99. The Springtime of the Soul

Spring is coming upon us. Just today I saw some green growth in my garden emerging from the seemingly endless days of white, gray, brown, and black. Where there seemed to be just frozen ground and mutilated remnants there was hidden folds of life waiting to unfold.

According to the enlightenment philosopher G. W. Leibniz our souls enfold and unfold as well. We can see how by taking a look at his analysis of perception. Perception, for Leibniz, is an example of the unifying power of the soul: “The transitory state which enfolds and represents a multiplicity in a unity, or in a simple substance, is exactly what one calls perception” (see Nicholas Rescher’s G. W. Leibniz’s Monadology: An Edition for Students, p. 75). And Leibniz thinks he can argue for the immaterial and soul-based nature of perception. Consider this fascinating thought experiment:

“Furthermore, one is obliged to admit that perception and what depends upon it is inexplicable on mechanical principles, that is, by figures and motions. In imagining that there is a machine whose construction would enable it to think, to sense, and have perception, one could conceive it enlarged while retaining the same proportions, so that one could enter into it, just like into a windmill. Supposing this, one should, when visiting within it, find only parts pushing one another, and never anything by which to explain a perception. Thus it is in the simple substance, and not in the composite or the machine, that one must look for perception. Moreover, there is nothing besides this—besides perceptions and their changes—that one could possibly find in a simple substance. It is also in this alone that all the internal actions of simple substances can consist.” (83)
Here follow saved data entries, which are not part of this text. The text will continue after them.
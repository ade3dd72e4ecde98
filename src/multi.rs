//! Multi-device coordinator (C8): parallel connect, aggregate capability
//! computation, channel partitioning, and synchronized slave/master capture
//! (spec §4.8).
//!
//! Grounded on the teacher's exclusive-ownership model — a `Connection`
//! owns its stream outright — generalized to a coordinator that owns a
//! fleet of [`DeviceSession`]s exclusively. Parallel connect uses
//! `std::thread::scope` rather than a new async runtime dependency, matching
//! the synchronous-I/O style used throughout the rest of the pack for this
//! class of device driver.

use crate::addr::DeviceTarget;
use crate::capture;
use crate::device::DeviceSession;
use crate::error::{CaptureError, CaptureResult, DeviceError, DeviceResult};
use crate::events::CaptureEvent;
use crate::planner::{self, PlanOptions};
use crate::session::{CaptureSession, Channel, TriggerType};

pub const MIN_MEMBERS: usize = 2;
pub const MAX_MEMBERS: usize = 5;

/// Capabilities computed across every connected member (spec §4.8).
#[derive(Debug, Clone, Copy, PartialEq, Eq)]
pub struct AggregateCapabilities {
    pub channel_count: u32,
    pub max_frequency: u32,
    pub min_frequency: u32,
    pub buffer_size_bytes: u32,
    /// Always 0 — multi-device does not support Blast (spec §4.8).
    pub blast_frequency: u32,
    pub per_device_channels: u8,
    pub member_count: usize,
}

/// A synchronized fleet of 2-5 devices, started together through a shared
/// external-trigger bus.
pub struct MultiDeviceSession {
    members: Vec<DeviceSession>,
    capabilities: AggregateCapabilities,
}

impl MultiDeviceSession {
    pub fn capabilities(&self) -> AggregateCapabilities {
        self.capabilities
    }

    pub fn member_count(&self) -> usize {
        self.members.len()
    }
}

/// Open and handshake every member in parallel, then validate exact version
/// agreement and compute aggregate capabilities (spec §4.8).
pub fn connect(targets: Vec<DeviceTarget>) -> DeviceResult<MultiDeviceSession> {
    if !(MIN_MEMBERS..=MAX_MEMBERS).contains(&targets.len()) {
        return Err(DeviceError::InvalidAddress(format!(
            "multi-device requires {MIN_MEMBERS}-{MAX_MEMBERS} connection strings, got {}",
            targets.len()
        )));
    }

    let results: Vec<DeviceResult<DeviceSession>> = std::thread::scope(|scope| {
        let handles: Vec<_> = targets
            .into_iter()
            .map(|target| {
                scope.spawn(move || {
                    let mut device = DeviceSession::open(target)?;
                    device.handshake()?;
                    Ok(device)
                })
            })
            .collect();
        handles.into_iter().map(|h| h.join().expect("device connect thread panicked")).collect()
    });

    let mut members = Vec::with_capacity(results.len());
    for result in results {
        members.push(result?);
    }

    let reference_version = members[0].identity().expect("handshake populates identity").version_tuple();
    for member in &members[1..] {
        let v = member.identity().expect("handshake populates identity").version_tuple();
        if v != reference_version {
            return Err(DeviceError::UnsupportedVersion {
                found: v.unwrap_or((0, 0)),
                minimum: reference_version.unwrap_or((0, 0)),
            });
        }
    }

    let per_device_channels =
        members.iter().map(|m| m.identity().unwrap().channel_count).min().unwrap();
    let max_frequency = members.iter().map(|m| m.identity().unwrap().max_frequency).min().unwrap();
    let min_frequency = members.iter().map(|m| m.identity().unwrap().min_frequency()).max().unwrap();
    let buffer_size_bytes = members.iter().map(|m| m.identity().unwrap().buffer_size_bytes).min().unwrap();

    let capabilities = AggregateCapabilities {
        channel_count: per_device_channels as u32 * members.len() as u32,
        max_frequency,
        min_frequency,
        buffer_size_bytes,
        blast_frequency: 0,
        per_device_channels,
        member_count: members.len(),
    };

    Ok(MultiDeviceSession { members, capabilities })
}

/// Partition a request-ordered global channel list across `member_count`
/// devices of `per_device` channels each. Returns the per-device local
/// channel lists plus a `(global, device_index, local)` mapping used to
/// merge results back afterward (spec §4.8, scenario E).
fn partition_channels(
    channels: &[u8],
    per_device: u8,
    member_count: usize,
) -> CaptureResult<(Vec<Vec<u8>>, Vec<(u8, u8, u8)>)> {
    let mut by_device = vec![Vec::new(); member_count];
    let mut mapping = Vec::with_capacity(channels.len());
    for &global in channels {
        let d = (global / per_device) as usize;
        if d >= member_count {
            return Err(CaptureError::BadParams(format!(
                "channel {global} exceeds multi-device channel count {}",
                per_device as usize * member_count
            )));
        }
        let local = global - d as u8 * per_device;
        by_device[d].push(local);
        mapping.push((global, d as u8, local));
    }
    Ok((by_device, mapping))
}

/// Run a synchronized capture across every member: slaves armed first (in
/// order), the master started last so its trigger fans out over the bus. Any
/// member failure aborts and stops the whole fleet (spec §4.8).
pub fn start(
    multi: &mut MultiDeviceSession,
    session: &mut CaptureSession,
    on_event: &mut dyn FnMut(CaptureEvent),
) -> CaptureResult<()> {
    if session.trigger_type == TriggerType::Edge {
        return Err(CaptureError::BadParams(
            "multi-device synchronization requires Complex or Fast, not Edge".into(),
        ));
    }

    let per_device = multi.capabilities.per_device_channels;
    let member_count = multi.capabilities.member_count;
    let (by_device, mapping) = partition_channels(&session.channel_numbers(), per_device, member_count)?;

    let offset = planner::latency_offset(session.frequency, multi.capabilities.max_frequency, session.trigger_type);

    let mut device_sessions: Vec<CaptureSession> = Vec::with_capacity(member_count);
    for (d, locals) in by_device.iter().enumerate() {
        let channels: Vec<Channel> = locals.iter().map(|&n| Channel::new(n, format!("CH{n}"))).collect();
        if d == 0 {
            let mut master = session.clone();
            master.capture_channels = channels;
            device_sessions.push(master);
        } else {
            device_sessions.push(CaptureSession {
                frequency: session.frequency,
                pre_trigger_samples: session.pre_trigger_samples + offset,
                post_trigger_samples: session.post_trigger_samples.saturating_sub(offset),
                trigger_type: TriggerType::Edge,
                trigger_channel: per_device,
                trigger_inverted: false,
                trigger_bit_count: 1,
                trigger_pattern: 0,
                loop_count: 0,
                measure_bursts: false,
                capture_channels: channels,
                bursts: None,
            });
        }
    }

    let abort = |multi: &mut MultiDeviceSession, session: &CaptureSession, err: CaptureError,
                 on_event: &mut dyn FnMut(CaptureEvent)| {
        for member in &mut multi.members {
            capture::stop(member);
        }
        on_event(CaptureEvent::CaptureCompleted { success: false, session: session.clone() });
        err
    };

    // Slave sessions carry the external-trigger channel (`trigger_channel ==
    // per_device`), so they must opt in to the planner's external-trigger
    // allowance; the master keeps its caller-supplied trigger channel and
    // plans with the ordinary (strict) rule.
    let slave_opts = PlanOptions { allow_external_trigger: true };

    for d in 1..member_count {
        if by_device[d].is_empty() {
            continue;
        }
        if let Err(e) =
            capture::start_with_options(&mut multi.members[d], &mut device_sessions[d], &mut |_| {}, slave_opts)
        {
            return Err(abort(multi, session, e, on_event));
        }
    }

    if !by_device[0].is_empty() {
        if let Err(e) = capture::start(&mut multi.members[0], &mut device_sessions[0], &mut |_| {}) {
            return Err(abort(multi, session, e, on_event));
        }
    }

    merge_results(session, &device_sessions, &mapping);
    on_event(CaptureEvent::CaptureCompleted { success: true, session: session.clone() });
    Ok(())
}

fn merge_results(session: &mut CaptureSession, device_sessions: &[CaptureSession], mapping: &[(u8, u8, u8)]) {
    for &(global, device_idx, local) in mapping {
        let Some(source) = device_sessions[device_idx as usize]
            .capture_channels
            .iter()
            .find(|c| c.number == local)
        else {
            continue;
        };
        for ch in &mut session.capture_channels {
            if ch.number == global {
                ch.samples = source.samples.clone();
            }
        }
    }
}

#[cfg(test)]
mod tests {
    use super::*;

    #[test]
    fn scenario_e_partition_is_total_and_disjoint() {
        let (by_device, mapping) = partition_channels(&[0, 8, 17, 23], 16, 2).unwrap();
        assert_eq!(by_device[0], vec![0, 8]);
        assert_eq!(by_device[1], vec![1, 7]);
        assert_eq!(mapping, vec![(0, 0, 0), (8, 0, 8), (17, 1, 1), (23, 1, 7)]);
    }

    #[test]
    fn partition_rejects_channel_beyond_fleet_capacity() {
        let err = partition_channels(&[0, 40], 16, 2).unwrap_err();
        assert!(matches!(err, CaptureError::BadParams(_)));
    }

    #[test]
    fn partition_every_channel_lands_in_exactly_one_bucket() {
        let channels: Vec<u8> = (0..32).collect();
        let (by_device, mapping) = partition_channels(&channels, 16, 2).unwrap();
        let total: usize = by_device.iter().map(|v| v.len()).sum();
        assert_eq!(total, channels.len());
        assert_eq!(mapping.len(), channels.len());
        for (global, d, local) in mapping {
            assert_eq!(local, global - d * 16);
            assert!(local < 16);
        }
    }

    #[test]
    fn merge_results_maps_slave_locals_back_to_globals() {
        let mut session = CaptureSession {
            frequency: 1,
            pre_trigger_samples: 1,
            post_trigger_samples: 1,
            trigger_type: TriggerType::Complex,
            trigger_channel: 0,
            trigger_inverted: false,
            trigger_bit_count: 1,
            trigger_pattern: 0,
            loop_count: 0,
            measure_bursts: false,
            capture_channels: vec![Channel::new(17, "CH17"), Channel::new(23, "CH23")],
            bursts: None,
        };
        let mut slave_ch1 = Channel::new(1, "CH1");
        slave_ch1.samples = vec![1, 0, 1];
        let mut slave_ch7 = Channel::new(7, "CH7");
        slave_ch7.samples = vec![0, 1, 0];
        let device_sessions = vec![
            session.clone(),
            CaptureSession { capture_channels: vec![slave_ch1, slave_ch7], ..session.clone() },
        ];
        let mapping = vec![(17u8, 1u8, 1u8), (23u8, 1u8, 7u8)];
        merge_results(&mut session, &device_sessions, &mapping);
        assert_eq!(session.capture_channels[0].samples, vec![1, 0, 1]);
        assert_eq!(session.capture_channels[1].samples, vec![0, 1, 0]);
    }
}
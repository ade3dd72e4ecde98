//! Connection-string parsing into a [`DeviceTarget`] (spec §6).
//!
//! A serial device is any connection string that does not match the TCP
//! `IPv4:port` form; a TCP string must match `^([0-9]+\.[0-9]+\.[0-9]+\.[0-9]+):([0-9]+)$`
//! with the port in `[1, 65535]`. Parsed once at construction, mirroring the
//! teacher's `BusAddr::from_byte` — callers hold a typed target, not a string
//! they re-parse at dial time.

use std::fmt;
use std::net::Ipv4Addr;
use std::sync::OnceLock;

use regex::Regex;

use crate::error::DeviceError;

fn tcp_regex() -> &'static Regex {
    static RE: OnceLock<Regex> = OnceLock::new();
    RE.get_or_init(|| Regex::new(r"^([0-9]+\.[0-9]+\.[0-9]+\.[0-9]+):([0-9]+)$").unwrap())
}

/// Where to dial: a serial port path/baud, or a TCP address/port.
#[derive(Debug, Clone, PartialEq, Eq)]
pub enum DeviceTarget {
    Serial { path: String },
    Tcp { addr: Ipv4Addr, port: u16 },
}

/// Serial baud rate is fixed per spec §4.3.
pub const SERIAL_BAUD: u32 = 115_200;

impl DeviceTarget {
    /// Parse a connection string. Empty strings are rejected immediately
    /// (spec §6); everything else is TCP if it matches the `IPv4:port`
    /// regex with a port in `[1, 65535]`, serial otherwise.
    pub fn parse(conn: &str) -> Result<Self, DeviceError> {
        if conn.is_empty() {
            return Err(DeviceError::InvalidAddress(conn.to_string()));
        }
        if let Some(caps) = tcp_regex().captures(conn) {
            let ip_str = &caps[1];
            let port_str = &caps[2];
            let addr: Ipv4Addr = ip_str
                .parse()
                .map_err(|_| DeviceError::InvalidAddress(conn.to_string()))?;
            let port: u32 = port_str
                .parse()
                .map_err(|_| DeviceError::InvalidAddress(conn.to_string()))?;
            if port == 0 || port > 65535 {
                return Err(DeviceError::InvalidAddress(conn.to_string()));
            }
            return Ok(DeviceTarget::Tcp { addr, port: port as u16 });
        }
        Ok(DeviceTarget::Serial { path: conn.to_string() })
    }

    pub fn is_serial(&self) -> bool {
        matches!(self, DeviceTarget::Serial { .. })
    }
}

impl fmt::Display for DeviceTarget {
    fn fmt(&self, f: &mut fmt::Formatter<'_>) -> fmt::Result {
        match self {
            DeviceTarget::Serial { path } => write!(f, "serial:{path}"),
            DeviceTarget::Tcp { addr, port } => write!(f, "tcp:{addr}:{port}"),
        }
    }
}

#[cfg(test)]
mod tests {
    use super::*;

    #[test]
    fn parses_tcp_form() {
        let t = DeviceTarget::parse("192.168.1.50:4242").unwrap();
        assert_eq!(
            t,
            DeviceTarget::Tcp { addr: "192.168.1.50".parse().unwrap(), port: 4242 }
        );
    }

    #[test]
    fn parses_serial_form() {
        let t = DeviceTarget::parse("/dev/ttyUSB0").unwrap();
        assert_eq!(t, DeviceTarget::Serial { path: "/dev/ttyUSB0".to_string() });
        assert!(t.is_serial());
    }

    #[test]
    fn com_port_is_serial() {
        let t = DeviceTarget::parse("COM3").unwrap();
        assert!(t.is_serial());
    }

    #[test]
    fn rejects_empty() {
        assert!(matches!(
            DeviceTarget::parse(""),
            Err(DeviceError::InvalidAddress(_))
        ));
    }

    #[test]
    fn rejects_out_of_range_port() {
        assert!(matches!(
            DeviceTarget::parse("10.0.0.1:0"),
            Err(DeviceError::InvalidAddress(_))
        ));
        assert!(matches!(
            DeviceTarget::parse("10.0.0.1:70000"),
            Err(DeviceError::InvalidAddress(_))
        ));
    }

    #[test]
    fn out_of_range_octets_are_an_address_error() {
        // Matches the dotted-quad:port shape but octets exceed 255 — spec §7
        // treats this as an address-format error, not a fallback to serial.
        assert!(matches!(
            DeviceTarget::parse("999.999.999.999:80"),
            Err(DeviceError::InvalidAddress(_))
        ));
    }
}
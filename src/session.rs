//! Capture data model (spec §3): packing mode, trigger type, channels, and
//! the `CaptureSession` request/result container.

use std::collections::BTreeSet;

/// How many bits per sample the device packs on the wire.
#[derive(Debug, Clone, Copy, PartialEq, Eq)]
#[cfg_attr(feature = "serde", derive(serde::Serialize, serde::Deserialize))]
pub enum PackingMode {
    M8,
    M16,
    M24,
}

impl PackingMode {
    /// Bytes per packed sample for this mode.
    pub fn divisor(self) -> u32 {
        match self {
            PackingMode::M8 => 1,
            PackingMode::M16 => 2,
            PackingMode::M24 => 4,
        }
    }

    /// Wire mode index used in `CaptureRequest.captureMode` (spec §4.2).
    pub fn wire_index(self) -> u8 {
        match self {
            PackingMode::M8 => 0,
            PackingMode::M16 => 1,
            PackingMode::M24 => 2,
        }
    }

    /// Smallest mode whose ceiling exceeds the maximum channel index in use
    /// (spec §4.5). Empty channel sets select `M8`.
    pub fn select(channels: &BTreeSet<u8>) -> PackingMode {
        let max = channels.iter().copied().max().unwrap_or(0);
        if max < 8 {
            PackingMode::M8
        } else if max < 16 {
            PackingMode::M16
        } else {
            PackingMode::M24
        }
    }
}

/// Trigger behavior for a capture.
#[derive(Debug, Clone, Copy, PartialEq, Eq)]
#[cfg_attr(feature = "serde", derive(serde::Serialize, serde::Deserialize))]
pub enum TriggerType {
    Edge,
    Complex,
    Fast,
    Blast,
}

impl TriggerType {
    /// Wire value in `CaptureRequest.triggerType` (spec §4.2).
    pub fn wire_value(self) -> u8 {
        match self {
            TriggerType::Edge => 0,
            TriggerType::Complex => 1,
            TriggerType::Fast => 2,
            TriggerType::Blast => 3,
        }
    }
}

/// A single captured/requested channel.
#[derive(Debug, Clone, PartialEq)]
#[cfg_attr(feature = "serde", derive(serde::Serialize, serde::Deserialize))]
pub struct Channel {
    pub number: u8,
    pub name: String,
    pub hidden: bool,
    /// Per-sample 0/1 bytes, populated after a successful capture.
    pub samples: Vec<u8>,
}

impl Channel {
    pub fn new(number: u8, name: impl Into<String>) -> Self {
        Self { number, name: name.into(), hidden: false, samples: Vec::new() }
    }
}

/// One iteration of a repeated post-trigger capture (spec §3).
#[derive(Debug, Clone, Copy, PartialEq, Eq)]
#[cfg_attr(feature = "serde", derive(serde::Serialize, serde::Deserialize))]
pub struct BurstInfo {
    pub sample_start: u32,
    pub sample_end: u32,
    pub sample_gap: u32,
    pub time_gap_nanos: u64,
}

/// The request/result container passed between caller and the acquisition core.
#[derive(Debug, Clone)]
#[cfg_attr(feature = "serde", derive(serde::Serialize, serde::Deserialize))]
pub struct CaptureSession {
    pub frequency: u32,
    pub pre_trigger_samples: u32,
    pub post_trigger_samples: u32,
    pub trigger_type: TriggerType,
    /// 0..=DeviceChannelCount; the "+1" slot is the external trigger input.
    pub trigger_channel: u8,
    pub trigger_inverted: bool,
    /// 1..=16 for Complex, 1..=5 for Fast.
    pub trigger_bit_count: u8,
    /// Up to 16 bits, low-order bit is `trigger_channel`.
    pub trigger_pattern: u16,
    /// 0..=254 Edge, 0..=255 Blast; 0 for Complex/Fast.
    pub loop_count: u8,
    pub measure_bursts: bool,
    /// Ordered, unique-by-number channel set (insertion order preserved).
    pub capture_channels: Vec<Channel>,
    pub bursts: Option<Vec<BurstInfo>>,
}

impl CaptureSession {
    pub fn total_samples(&self) -> u32 {
        self.pre_trigger_samples + self.post_trigger_samples
    }

    /// The set of requested channel numbers, in request order, deduplicated
    /// by number (first occurrence wins — spec §3 invariant on `capture_channels`).
    pub fn channel_numbers(&self) -> Vec<u8> {
        let mut seen = BTreeSet::new();
        self.capture_channels
            .iter()
            .filter(|c| seen.insert(c.number))
            .map(|c| c.number)
            .collect()
    }

    pub fn packing_mode(&self) -> PackingMode {
        PackingMode::select(&self.channel_numbers().into_iter().collect())
    }

    /// Clear prior sample/burst data without touching channel identities —
    /// used before a retry so a failed capture never leaves stale samples
    /// that outlive the failure (spec §3 invariant 1).
    pub fn clear_results(&mut self) {
        for ch in &mut self.capture_channels {
            ch.samples.clear();
        }
        self.bursts = None;
    }
}

#[cfg(test)]
mod tests {
    use super::*;

    fn session(channels: &[u8]) -> CaptureSession {
        CaptureSession {
            frequency: 24_000_000,
            pre_trigger_samples: 1000,
            post_trigger_samples: 9000,
            trigger_type: TriggerType::Edge,
            trigger_channel: 0,
            trigger_inverted: false,
            trigger_bit_count: 1,
            trigger_pattern: 0,
            loop_count: 0,
            measure_bursts: false,
            capture_channels: channels.iter().map(|&n| Channel::new(n, format!("CH{n}"))).collect(),
            bursts: None,
        }
    }

    #[test]
    fn packing_mode_selection_boundaries() {
        assert_eq!(PackingMode::select(&[].into_iter().collect()), PackingMode::M8);
        assert_eq!(PackingMode::select(&[7].into_iter().collect()), PackingMode::M8);
        assert_eq!(PackingMode::select(&[8].into_iter().collect()), PackingMode::M16);
        assert_eq!(PackingMode::select(&[15].into_iter().collect()), PackingMode::M16);
        assert_eq!(PackingMode::select(&[16].into_iter().collect()), PackingMode::M24);
        assert_eq!(PackingMode::select(&[23].into_iter().collect()), PackingMode::M24);
    }

    #[test]
    fn packing_mode_never_truncates() {
        // property 1: for any valid channel set, max(S) < 8 * 2^mode_index
        for max_ch in 0u8..24 {
            let set: std::collections::BTreeSet<u8> = (0..=max_ch).collect();
            let mode = PackingMode::select(&set);
            let ceiling = 8u32 << mode.wire_index();
            assert!((max_ch as u32) < ceiling);
        }
    }

    #[test]
    fn total_samples_and_channel_numbers() {
        let s = session(&[0, 1]);
        assert_eq!(s.total_samples(), 10_000);
        assert_eq!(s.channel_numbers(), vec![0, 1]);
        assert_eq!(s.packing_mode(), PackingMode::M8);
    }

    #[test]
    fn dedup_preserves_first_occurrence_order() {
        let mut s = session(&[3, 1, 3, 2]);
        s.capture_channels[2].name = "dup".to_string();
        assert_eq!(s.channel_numbers(), vec![3, 1, 2]);
    }

    #[test]
    fn clear_results_drops_samples_and_bursts() {
        let mut s = session(&[0]);
        s.capture_channels[0].samples = vec![1, 0, 1];
        s.bursts = Some(vec![BurstInfo { sample_start: 0, sample_end: 10, sample_gap: 0, time_gap_nanos: 0 }]);
        s.clear_results();
        assert!(s.capture_channels[0].samples.is_empty());
        assert!(s.bursts.is_none());
    }
}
For Leibniz we are all “monads”, simple immaterial substances not made of parts, that engage in the activity of perception. This perception is not mechanically explicable because perception is about unifying a multiplicity and parts working together mechanically cannot result in a true unity. Moreover, mechanical action is simply a matter of cause and effect or efficient causality without regard to purpose and intention. But perception is about final causality or the type of action that is goal-oriented and intends something such as pursuing good and avoiding evil: “The perceptions in the monad arise from each other according to the laws of the appetites or of the final causes of good and evil, which consist in observable perceptions, whether regulated or unregulated, in the same way that bodily changes and external phenomena arise from, each other according to the laws of efficient causality, that is, of motions” (85). So we see that it is really through an analysis of perception that Leibniz defends his claim that we are spiritual beings. Our soul cannot be a set of functions in the brain since a brain, like a mill, is a complex system of cause and effect relations that cannot give rise to the true unity needed for unified and purposeful perceptions.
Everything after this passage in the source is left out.